Liu Rey-Long
Department of Medical Informatics, Tzu Chi University, Hualien, Taiwan, R. O. C.
PLoS One. 2015 Oct 6;10(10):e0139245. doi: 10.1371/journal.pone.0139245. eCollection 2015.
Biomedical literature is an essential source of biomedical evidence. To translate the evidence for biomedicine study, researchers often need to carefully read multiple articles about specific biomedical issues. These articles thus need to be highly related to each other. They should share similar core contents, including research goals, methods, and findings. However, given an article r, it is challenging for search engines to retrieve highly related articles for r. In this paper, we present a technique PBC (Passage-based Bibliographic Coupling) that estimates inter-article similarity by seamlessly integrating bibliographic coupling with the information collected from context passages around important out-link citations (references) in each article. Empirical evaluation shows that PBC can significantly improve the retrieval of those articles that biomedical experts believe to be highly related to specific articles about gene-disease associations. PBC can thus be used to improve search engines in retrieving the highly related articles for any given article r, even when r is cited by very few (or even no) articles. The contribution is essential for those researchers and text mining systems that aim at cross-validating the evidence about specific gene-disease associations.

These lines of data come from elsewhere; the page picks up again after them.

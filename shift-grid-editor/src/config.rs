use std::path::PathBuf;

use grid_features::{GestureConfig, PageSpec};
use serde::Deserialize;

use crate::domain::style::StyleTable;

/// エディタ全体の設定。ホストがコードかJSONで組み立てて渡す
#[derive(Debug, Clone, PartialEq, Default, Deserialize)]
#[serde(default, rename_all = "camelCase")]
pub struct EditorConfig {
    /// リモートAPIのURL (1つだけ)
    pub endpoint: String,
    pub gesture: GestureConfig,
    pub export: ExportConfig,
    pub style: StyleTable,
}

impl EditorConfig {
    pub fn with_endpoint(endpoint: impl Into<String>) -> Self {
        Self {
            endpoint: endpoint.into(),
            ..Self::default()
        }
    }

    /// 書かれていない項目は既定値
    pub fn from_json_str(json: &str) -> Result<Self, serde_json::Error> {
        serde_json::from_str(json)
    }
}

#[derive(Debug, Clone, PartialEq, Deserialize)]
#[serde(default, rename_all = "camelCase")]
pub struct ExportConfig {
    /// 拡大率 (2以上)
    pub oversampling: u32,
    pub margin_mm: f64,
    pub page: PageSpec,
    /// 表の文字に使うフォント (TTF/OTF)
    pub font_path: Option<PathBuf>,
    /// font_path がないときにOSのフォントを探すか。見つからなければ文字は描かない
    pub system_font: bool,
}

impl Default for ExportConfig {
    fn default() -> Self {
        Self {
            oversampling: 3,
            margin_mm: 5.0,
            page: PageSpec::default(),
            font_path: None,
            system_font: true,
        }
    }
}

生物医学文献是生物医学证据的重要来源。为了翻译生物医学研究的证据,研究人员通常需要仔细阅读多篇关于特定生物医学问题的文章。因此,这些文章需要高度相关。它们应该共享相似的核心内容,包括研究目标、方法和发现。然而,对于给定的一篇文章r,搜索引擎很难为r检索到高度相关的文章。在本文中,我们提出了一种技术PBC(基于段落的文献耦合),该技术通过将文献耦合与从每篇文章中重要的外部链接引用(参考文献)周围的上下文段落中收集的信息无缝集成,来估计文章间的相似度。实证评估表明,PBC可以显著改善生物医学专家认为与特定基因-疾病关联文章高度相关的那些文章的检索。因此,即使文章r被很少(甚至没有)文章引用,PBC也可用于改进搜索引擎,以检索与任何给定文章r高度相关的文章。这一贡献对于那些旨在交叉验证特定基因-疾病关联证据的研究人员和文本挖掘系统至关重要。